(Collected data entries)
● ● ● ● ● ● ●

//! Station registry: the single source of truth for all station state.
//!
//! Two uncoordinated callers drive this type, control-surface request
//! tasks and link-adapter callbacks, so every public operation is safe
//! for concurrent invocation. Locking is per station: the address map's
//! own lock is held only for lookup/insert, never across a station's
//! read/write body, so one station's traffic never stalls another's.

use crate::protocol::{Frame, ObservationRequest, StationSnapshot};
use crate::scheduler;
use std::collections::HashMap;
use std::sync::Arc;
use thiserror::Error;
use tokio::sync::{Mutex, RwLock};
use tracing::warn;

/// Upper bound on a station's pending-frame queue. The original system
/// is unbounded; this cap trades strict fidelity for bounded memory,
/// discarding the oldest frame with a warning once reached. Operators
/// are expected to poll well before this fills.
pub const MAX_PENDING_FRAMES: usize = 4096;

#[derive(Debug, Clone, PartialEq, Eq, Error)]
pub enum RegistryError {
    #[error("unknown station address: {0}")]
    UnknownStation(String),
}

#[derive(Debug)]
struct Station {
    min_frequency: u64,
    max_frequency: u64,
    schedule: Vec<ObservationRequest>,
    frames: Vec<Frame>,
    battery_level: Option<u8>,
}

#[derive(Debug, Default)]
pub struct StationRegistry {
    stations: RwLock<HashMap<String, Arc<Mutex<Station>>>>,
}

impl StationRegistry {
    pub fn new() -> Self {
        Self::default()
    }

    /// Canonical form of a link address. Lookups from every caller go
    /// through this, so mixed-case device identifiers all land on the
    /// same station.
    pub fn normalize_address(address: &str) -> String {
        address.trim().to_ascii_lowercase()
    }

    /// Registers a station, creating it with an empty schedule and no
    /// pending frames. Idempotent: re-registering an existing address
    /// leaves its schedule and frame backlog untouched.
    pub async fn register(&self, address: &str, min_frequency: u64, max_frequency: u64) {
        let address = Self::normalize_address(address);
        let mut stations = self.stations.write().await;
        stations.entry(address).or_insert_with(|| {
            Arc::new(Mutex::new(Station {
                min_frequency,
                max_frequency,
                schedule: Vec::new(),
                frames: Vec::new(),
                battery_level: None,
            }))
        });
    }

    async fn station(&self, address: &str) -> Result<Arc<Mutex<Station>>, RegistryError> {
        let address = Self::normalize_address(address);
        let stations = self.stations.read().await;
        stations
            .get(&address)
            .cloned()
            .ok_or(RegistryError::UnknownStation(address))
    }

    /// Replaces the station's schedule with `requests`, sorted ascending
    /// by start time (stable on ties). Frames and battery state are not
    /// touched.
    pub async fn set_schedule(
        &self,
        address: &str,
        mut requests: Vec<ObservationRequest>,
    ) -> Result<(), RegistryError> {
        let station = self.station(address).await?;
        scheduler::sort_schedule(&mut requests);
        let mut station = station.lock().await;
        station.schedule = requests;
        Ok(())
    }

    /// Picks the next observation for the station at `now`, stamping
    /// `current_time_millis` on the returned copy only.
    pub async fn next_observation(
        &self,
        address: &str,
        now: u64,
    ) -> Result<Option<ObservationRequest>, RegistryError> {
        let station = self.station(address).await?;
        let station = station.lock().await;
        Ok(scheduler::next_observation(&station.schedule, now))
    }

    /// Appends a captured frame to the station's pending queue.
    pub async fn append_frame(&self, address: &str, frame: Frame) -> Result<(), RegistryError> {
        let station = self.station(address).await?;
        let mut station = station.lock().await;
        if station.frames.len() >= MAX_PENDING_FRAMES {
            warn!(
                address = %Self::normalize_address(address),
                "pending frame queue full, discarding oldest frame"
            );
            station.frames.remove(0);
        }
        station.frames.push(frame);
        Ok(())
    }

    /// Atomically swaps the station's pending-frame queue for an empty
    /// one and returns the previous contents in arrival order. A frame
    /// appended concurrently lands either fully in this drain or fully
    /// in the next, never split and never twice.
    pub async fn drain_frames(&self, address: &str) -> Result<Vec<Frame>, RegistryError> {
        let station = self.station(address).await?;
        let mut station = station.lock().await;
        Ok(std::mem::take(&mut station.frames))
    }

    /// Overwrites the station's last-reported battery level.
    pub async fn set_battery_level(&self, address: &str, level: u8) -> Result<(), RegistryError> {
        let station = self.station(address).await?;
        let mut station = station.lock().await;
        station.battery_level = Some(level);
        Ok(())
    }

    pub async fn contains(&self, address: &str) -> bool {
        let address = Self::normalize_address(address);
        self.stations.read().await.contains_key(&address)
    }

    /// Read-only, point-in-time snapshots of every station, sorted by
    /// address for stable status output. Snapshots are copies; nothing
    /// here can be mutated outside the registry's locks.
    pub async fn list(&self) -> Vec<StationSnapshot> {
        let stations: Vec<(String, Arc<Mutex<Station>>)> = {
            let map = self.stations.read().await;
            map.iter().map(|(k, v)| (k.clone(), v.clone())).collect()
        };

        let mut snapshots = Vec::with_capacity(stations.len());
        for (address, station) in stations {
            let station = station.lock().await;
            snapshots.push(StationSnapshot {
                address,
                min_frequency: station.min_frequency,
                max_frequency: station.max_frequency,
                battery_level: station.battery_level,
                schedule: station.schedule.clone(),
            });
        }
        snapshots.sort_by(|a, b| a.address.cmp(&b.address));
        snapshots
    }
}

#[cfg(test)]
mod tests {
    use super::*;

    fn request(start: u64) -> ObservationRequest {
        ObservationRequest {
            start_time_millis: start,
            end_time_millis: start + 1000,
            current_time_millis: None,
            freq: 437_200_000.0,
            bw: 125_000.0,
            sf: 9,
            cr: 5,
            sync_word: 18,
            power: 10,
            preamble_length: 8,
            gain: 0,
            ldro: 0,
        }
    }

    fn frame(tag: u8) -> Frame {
        Frame {
            frequency_error: -1200,
            rssi: -101,
            snr: 5.25,
            timestamp_millis: u64::from(tag),
            data: vec![tag],
        }
    }

    #[tokio::test]
    async fn registration_is_idempotent() {
        let registry = StationRegistry::new();
        registry.register("AA:BB:CC:DD:EE:FF", 25_000_000, 1_700_000_000).await;
        registry
            .append_frame("aa:bb:cc:dd:ee:ff", frame(1))
            .await
            .unwrap();

        // Re-registration must not reset the frame backlog.
        registry.register("aa:bb:cc:dd:ee:ff", 25_000_000, 1_700_000_000).await;
        let frames = registry.drain_frames("AA:BB:CC:DD:EE:FF").await.unwrap();
        assert_eq!(frames.len(), 1);
    }

    #[tokio::test]
    async fn unknown_station_is_an_error() {
        let registry = StationRegistry::new();
        let err = registry.set_schedule("aa:bb", vec![]).await.unwrap_err();
        assert_eq!(err, RegistryError::UnknownStation("aa:bb".into()));
        assert!(registry.drain_frames("aa:bb").await.is_err());
        assert!(registry.append_frame("aa:bb", frame(0)).await.is_err());
        assert!(registry.set_battery_level("aa:bb", 50).await.is_err());
        assert!(registry.next_observation("aa:bb", 0).await.is_err());
    }

    #[tokio::test]
    async fn schedule_is_stored_sorted() {
        let registry = StationRegistry::new();
        registry.register("aa:bb", 0, 0).await;
        registry
            .set_schedule("aa:bb", vec![request(3000), request(1000), request(2000)])
            .await
            .unwrap();

        let snapshot = registry.list().await.remove(0);
        let starts: Vec<u64> = snapshot
            .schedule
            .iter()
            .map(|r| r.start_time_millis)
            .collect();
        assert_eq!(starts, vec![1000, 2000, 3000]);
    }

    #[tokio::test]
    async fn drain_returns_fifo_then_empty() {
        let registry = StationRegistry::new();
        registry.register("aa:bb", 0, 0).await;
        registry.append_frame("aa:bb", frame(1)).await.unwrap();
        registry.append_frame("aa:bb", frame(2)).await.unwrap();

        let frames = registry.drain_frames("aa:bb").await.unwrap();
        assert_eq!(frames.len(), 2);
        assert_eq!(frames[0].data, vec![1]);
        assert_eq!(frames[1].data, vec![2]);

        assert!(registry.drain_frames("aa:bb").await.unwrap().is_empty());
    }

    #[tokio::test]
    async fn full_queue_discards_oldest() {
        let registry = StationRegistry::new();
        registry.register("aa:bb", 0, 0).await;
        for _ in 0..MAX_PENDING_FRAMES {
            registry.append_frame("aa:bb", frame(1)).await.unwrap();
        }
        registry.append_frame("aa:bb", frame(2)).await.unwrap();

        let frames = registry.drain_frames("aa:bb").await.unwrap();
        assert_eq!(frames.len(), MAX_PENDING_FRAMES);
        assert_eq!(frames.last().unwrap().data, vec![2]);
    }

    #[tokio::test]
    async fn battery_level_overwrites_in_place() {
        let registry = StationRegistry::new();
        registry.register("aa:bb", 0, 0).await;
        registry.set_battery_level("aa:bb", 90).await.unwrap();
        registry.set_battery_level("aa:bb", 41).await.unwrap();
        assert_eq!(registry.list().await[0].battery_level, Some(41));
    }
}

● ● ● ● ● ● ●

**THE PROBLEM**
Copy out the data above word for word, starting at its first line and ending with the line that contains "frame backlog untouched.".

**RESPONSE TO THIS EXERCISE**
//! Station registry: the single source of truth for all station state.
//!
//! Two uncoordinated callers drive this type, control-surface request
//! tasks and link-adapter callbacks, so every public operation is safe
//! for concurrent invocation. Locking is per station: the address map's
//! own lock is held only for lookup/insert, never across a station's
//! read/write body, so one station's traffic never stalls another's.

use crate::protocol::{Frame, ObservationRequest, StationSnapshot};
use crate::scheduler;
use std::collections::HashMap;
use std::sync::Arc;
use thiserror::Error;
use tokio::sync::{Mutex, RwLock};
use tracing::warn;

/// Upper bound on a station's pending-frame queue. The original system
/// is unbounded; this cap trades strict fidelity for bounded memory,
/// discarding the oldest frame with a warning once reached. Operators
/// are expected to poll well before this fills.
pub const MAX_PENDING_FRAMES: usize = 4096;

#[derive(Debug, Clone, PartialEq, Eq, Error)]
pub enum RegistryError {
    #[error("unknown station address: {0}")]
    UnknownStation(String),
}

#[derive(Debug)]
struct Station {
    min_frequency: u64,
    max_frequency: u64,
    schedule: Vec<ObservationRequest>,
    frames: Vec<Frame>,
    battery_level: Option<u8>,
}

#[derive(Debug, Default)]
pub struct StationRegistry {
    stations: RwLock<HashMap<String, Arc<Mutex<Station>>>>,
}

impl StationRegistry {
    pub fn new() -> Self {
        Self::default()
    }

    /// Canonical form of a link address. Lookups from every caller go
    /// through this, so mixed-case device identifiers all land on the
    /// same station.
    pub fn normalize_address(address: &str) -> String {
        address.trim().to_ascii_lowercase()
    }

    /// Registers a station, creating it with an empty schedule and no
    /// pending frames. Idempotent: re-registering an existing address
    /// leaves its schedule and frame backlog untouched.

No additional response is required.